■ INFORMATION GIVEN

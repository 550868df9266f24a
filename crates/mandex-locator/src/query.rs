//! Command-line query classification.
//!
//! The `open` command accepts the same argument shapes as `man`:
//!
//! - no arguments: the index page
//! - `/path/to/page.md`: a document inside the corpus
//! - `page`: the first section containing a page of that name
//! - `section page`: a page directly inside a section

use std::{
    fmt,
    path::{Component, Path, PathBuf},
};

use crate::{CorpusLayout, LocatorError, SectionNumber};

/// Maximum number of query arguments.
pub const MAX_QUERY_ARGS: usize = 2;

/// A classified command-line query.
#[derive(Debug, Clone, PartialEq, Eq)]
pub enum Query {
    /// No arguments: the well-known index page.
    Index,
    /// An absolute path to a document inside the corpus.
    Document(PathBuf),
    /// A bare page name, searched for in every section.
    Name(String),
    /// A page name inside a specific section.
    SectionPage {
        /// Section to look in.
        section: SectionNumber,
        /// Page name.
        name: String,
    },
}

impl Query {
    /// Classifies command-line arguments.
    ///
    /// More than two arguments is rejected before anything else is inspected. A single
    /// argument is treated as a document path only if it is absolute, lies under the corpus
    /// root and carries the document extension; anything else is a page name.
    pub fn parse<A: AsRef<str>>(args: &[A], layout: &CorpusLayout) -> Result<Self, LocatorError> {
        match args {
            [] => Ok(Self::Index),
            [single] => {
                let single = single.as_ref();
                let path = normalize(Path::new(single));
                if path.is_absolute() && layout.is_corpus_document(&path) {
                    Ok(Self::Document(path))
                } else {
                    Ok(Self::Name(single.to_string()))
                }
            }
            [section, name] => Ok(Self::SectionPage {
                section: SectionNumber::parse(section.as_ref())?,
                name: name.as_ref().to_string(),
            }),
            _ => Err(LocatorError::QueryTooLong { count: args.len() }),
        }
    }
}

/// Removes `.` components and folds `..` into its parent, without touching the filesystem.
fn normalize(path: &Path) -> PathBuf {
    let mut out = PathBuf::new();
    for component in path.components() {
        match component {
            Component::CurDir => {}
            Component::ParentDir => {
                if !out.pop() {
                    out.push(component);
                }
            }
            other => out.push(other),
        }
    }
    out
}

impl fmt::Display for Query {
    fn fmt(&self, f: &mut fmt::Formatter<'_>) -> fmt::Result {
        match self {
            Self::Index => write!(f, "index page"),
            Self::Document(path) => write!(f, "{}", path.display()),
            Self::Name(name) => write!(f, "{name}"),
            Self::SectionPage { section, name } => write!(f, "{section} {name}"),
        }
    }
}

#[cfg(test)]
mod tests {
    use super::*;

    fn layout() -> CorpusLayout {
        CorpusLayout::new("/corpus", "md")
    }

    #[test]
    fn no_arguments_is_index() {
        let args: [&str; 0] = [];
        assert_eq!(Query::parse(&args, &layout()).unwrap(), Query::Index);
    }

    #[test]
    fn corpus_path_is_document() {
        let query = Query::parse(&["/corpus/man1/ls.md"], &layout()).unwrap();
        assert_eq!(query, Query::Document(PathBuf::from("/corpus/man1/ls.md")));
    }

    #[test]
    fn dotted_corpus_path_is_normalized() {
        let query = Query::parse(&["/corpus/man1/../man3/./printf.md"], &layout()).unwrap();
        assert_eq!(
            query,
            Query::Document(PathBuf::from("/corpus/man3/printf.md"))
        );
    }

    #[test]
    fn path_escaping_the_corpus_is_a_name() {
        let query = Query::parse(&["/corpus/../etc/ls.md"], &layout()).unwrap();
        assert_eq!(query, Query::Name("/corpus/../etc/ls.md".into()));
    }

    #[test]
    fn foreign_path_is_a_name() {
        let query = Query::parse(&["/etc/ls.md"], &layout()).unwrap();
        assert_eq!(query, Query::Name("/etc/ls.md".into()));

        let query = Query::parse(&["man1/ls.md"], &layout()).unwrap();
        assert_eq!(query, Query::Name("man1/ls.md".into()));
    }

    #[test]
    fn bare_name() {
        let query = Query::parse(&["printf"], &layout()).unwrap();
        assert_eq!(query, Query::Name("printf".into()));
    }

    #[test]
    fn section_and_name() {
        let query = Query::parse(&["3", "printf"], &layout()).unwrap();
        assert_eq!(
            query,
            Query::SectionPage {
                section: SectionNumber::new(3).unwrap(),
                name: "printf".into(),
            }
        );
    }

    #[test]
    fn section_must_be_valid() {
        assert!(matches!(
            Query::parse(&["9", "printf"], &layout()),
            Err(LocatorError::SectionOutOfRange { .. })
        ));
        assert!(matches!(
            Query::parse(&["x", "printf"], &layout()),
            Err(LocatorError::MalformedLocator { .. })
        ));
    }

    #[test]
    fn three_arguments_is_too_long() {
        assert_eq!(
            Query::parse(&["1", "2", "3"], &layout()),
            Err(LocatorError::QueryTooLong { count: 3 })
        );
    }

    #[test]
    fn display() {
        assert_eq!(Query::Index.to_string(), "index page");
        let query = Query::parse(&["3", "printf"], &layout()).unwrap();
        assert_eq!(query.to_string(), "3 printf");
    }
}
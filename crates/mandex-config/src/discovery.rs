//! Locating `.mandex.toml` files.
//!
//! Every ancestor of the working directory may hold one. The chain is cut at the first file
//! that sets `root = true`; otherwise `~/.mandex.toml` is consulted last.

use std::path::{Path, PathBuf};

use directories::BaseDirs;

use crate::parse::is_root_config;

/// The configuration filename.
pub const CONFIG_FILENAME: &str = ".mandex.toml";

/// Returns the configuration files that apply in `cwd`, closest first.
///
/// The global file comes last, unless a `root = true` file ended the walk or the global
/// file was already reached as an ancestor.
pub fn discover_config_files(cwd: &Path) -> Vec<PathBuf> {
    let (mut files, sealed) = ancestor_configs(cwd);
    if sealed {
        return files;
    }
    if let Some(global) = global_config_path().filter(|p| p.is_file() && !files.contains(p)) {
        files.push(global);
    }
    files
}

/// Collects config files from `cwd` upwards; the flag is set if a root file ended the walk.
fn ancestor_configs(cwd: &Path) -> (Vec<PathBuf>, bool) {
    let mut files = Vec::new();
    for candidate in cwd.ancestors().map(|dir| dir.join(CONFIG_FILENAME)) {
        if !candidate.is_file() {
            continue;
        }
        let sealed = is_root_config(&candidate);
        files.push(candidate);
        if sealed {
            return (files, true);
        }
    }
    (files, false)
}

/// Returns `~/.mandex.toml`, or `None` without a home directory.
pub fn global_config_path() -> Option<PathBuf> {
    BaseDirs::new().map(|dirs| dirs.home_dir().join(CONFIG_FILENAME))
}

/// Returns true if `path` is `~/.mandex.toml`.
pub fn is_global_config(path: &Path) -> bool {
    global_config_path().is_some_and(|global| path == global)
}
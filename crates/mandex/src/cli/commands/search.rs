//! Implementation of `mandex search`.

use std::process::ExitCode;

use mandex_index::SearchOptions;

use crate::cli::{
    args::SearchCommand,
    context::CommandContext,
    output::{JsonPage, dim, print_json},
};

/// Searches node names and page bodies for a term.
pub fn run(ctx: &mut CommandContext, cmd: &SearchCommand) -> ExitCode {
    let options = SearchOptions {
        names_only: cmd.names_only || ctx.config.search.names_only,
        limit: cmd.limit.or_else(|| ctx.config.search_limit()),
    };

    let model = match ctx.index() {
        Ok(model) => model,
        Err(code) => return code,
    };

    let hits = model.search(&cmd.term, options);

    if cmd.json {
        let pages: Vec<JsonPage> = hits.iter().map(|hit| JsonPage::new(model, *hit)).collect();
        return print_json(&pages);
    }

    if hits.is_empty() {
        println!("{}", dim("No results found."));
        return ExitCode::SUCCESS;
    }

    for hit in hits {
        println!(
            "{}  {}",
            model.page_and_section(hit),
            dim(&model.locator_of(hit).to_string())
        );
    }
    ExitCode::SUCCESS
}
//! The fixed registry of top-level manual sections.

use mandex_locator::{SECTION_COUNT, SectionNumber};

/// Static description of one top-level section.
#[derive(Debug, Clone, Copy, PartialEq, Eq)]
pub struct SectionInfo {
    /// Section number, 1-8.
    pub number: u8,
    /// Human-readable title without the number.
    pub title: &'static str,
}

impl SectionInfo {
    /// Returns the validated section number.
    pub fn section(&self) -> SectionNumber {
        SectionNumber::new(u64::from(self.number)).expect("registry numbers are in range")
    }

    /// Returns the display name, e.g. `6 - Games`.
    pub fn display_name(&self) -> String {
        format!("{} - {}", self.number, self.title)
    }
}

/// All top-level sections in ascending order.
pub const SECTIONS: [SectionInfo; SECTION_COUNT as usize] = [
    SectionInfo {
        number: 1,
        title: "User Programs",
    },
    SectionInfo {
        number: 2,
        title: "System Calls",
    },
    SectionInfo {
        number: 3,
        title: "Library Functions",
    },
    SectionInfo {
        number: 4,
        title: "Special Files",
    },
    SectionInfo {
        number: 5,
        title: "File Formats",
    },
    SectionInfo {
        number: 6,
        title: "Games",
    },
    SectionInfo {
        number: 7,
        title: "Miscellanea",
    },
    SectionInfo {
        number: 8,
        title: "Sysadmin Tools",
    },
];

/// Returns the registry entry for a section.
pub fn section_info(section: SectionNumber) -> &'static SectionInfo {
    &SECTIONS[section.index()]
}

■ TASK BRIEF
Take every line above where "SectionNumber" appears and copy it.

■ COMPLETED TASK
use crate::{CorpusLayout, LocatorError, SectionNumber};
        section: SectionNumber,
                section: SectionNumber::parse(section.as_ref())?,
                section: SectionNumber::new(3).unwrap(),
use mandex_locator::{SECTION_COUNT, SectionNumber};
    pub fn section(&self) -> SectionNumber {
        SectionNumber::new(u64::from(self.number)).expect("registry numbers are in range")
pub fn section_info(section: SectionNumber) -> &'static SectionInfo {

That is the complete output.